*RECORD SET*

//! Handlers for the course collection.
//!
//! Every handler validates its input before taking the store lock, then
//! holds the lock until the response value is built.

use std::sync::Arc;

use axum::{
    extract::{
        rejection::{JsonRejection, PathRejection},
        Path, State,
    },
    Json,
};
use serde_json::Value;
use tracing::{debug, info};

use crate::api::{course_link, json_body, path_param, ApiError, AppState, Linked};
use crate::model::Course;
use crate::validation;

/// Handler for `GET /courses`.
pub(crate) async fn list_courses(State(state): State<Arc<AppState>>) -> Json<Vec<Course>> {
    let store = state.store.lock().await;
    debug!(count = store.courses().len(), "Listing courses");
    Json(store.courses().to_vec())
}

/// Handler for `GET /courses/:course_id`.
pub(crate) async fn get_course(
    State(state): State<Arc<AppState>>,
    raw_id: Result<Path<String>, PathRejection>,
) -> Result<Linked<Course>, ApiError> {
    let course_id = validation::course_id(&path_param(raw_id)?)?;

    let store = state.store.lock().await;
    let course = store.course(course_id)?.clone();
    drop(store);

    debug!(course_id, "Course found");
    Ok(Linked::ok(
        course_link(course_id),
        format!("Get course {course_id}"),
        course,
    ))
}

/// Handler for `POST /courses`.
///
/// Rejects a duplicate `courseId` with 409 without touching the collection.
pub(crate) async fn create_course(
    State(state): State<Arc<AppState>>,
    payload: Result<Json<Value>, JsonRejection>,
) -> Result<Linked<Course>, ApiError> {
    let course = validation::course_post_body(&json_body(payload)?)?;
    let course_id = course.course_id;

    let mut store = state.store.lock().await;
    let created = store.insert_course(course)?.clone();
    drop(store);

    info!(course_id, title = %created.course_title, "Course created");
    Ok(Linked::created(
        course_link(course_id),
        format!("Course {course_id} has been added successfully"),
        created,
    ))
}

/// Handler for `PUT /courses`.
///
/// Fields present in the body replace the stored values; absent fields
/// are kept.
pub(crate) async fn update_course(
    State(state): State<Arc<AppState>>,
    payload: Result<Json<Value>, JsonRejection>,
) -> Result<Linked<Course>, ApiError> {
    let update = validation::course_put_body(&json_body(payload)?)?;
    let course_id = update.course_id;

    let mut store = state.store.lock().await;
    let updated = store.update_course(update)?.clone();
    drop(store);

    info!(course_id, "Course updated");
    Ok(Linked::ok(
        course_link(course_id),
        format!("Course {course_id} has been updated successfully"),
        updated,
    ))
}

/// Handler for `DELETE /courses`.
///
/// Students that list the removed course keep the reference.
pub(crate) async fn delete_course(
    State(state): State<Arc<AppState>>,
    payload: Result<Json<Value>, JsonRejection>,
) -> Result<Linked<Course>, ApiError> {
    let key = validation::course_delete_body(&json_body(payload)?)?;
    let course_id = key.course_id;

    let mut store = state.store.lock().await;
    let removed = store.remove_course(course_id)?;
    drop(store);

    info!(course_id, "Course deleted");
    Ok(Linked::ok(
        course_link(course_id),
        format!("Course {course_id} has been deleted successfully"),
        removed,
    ))
}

*WHAT IS EXPECTED*
Please report, as a bare number, how many lines of the data contain the word "updated".

*TASK OUTPUT*
4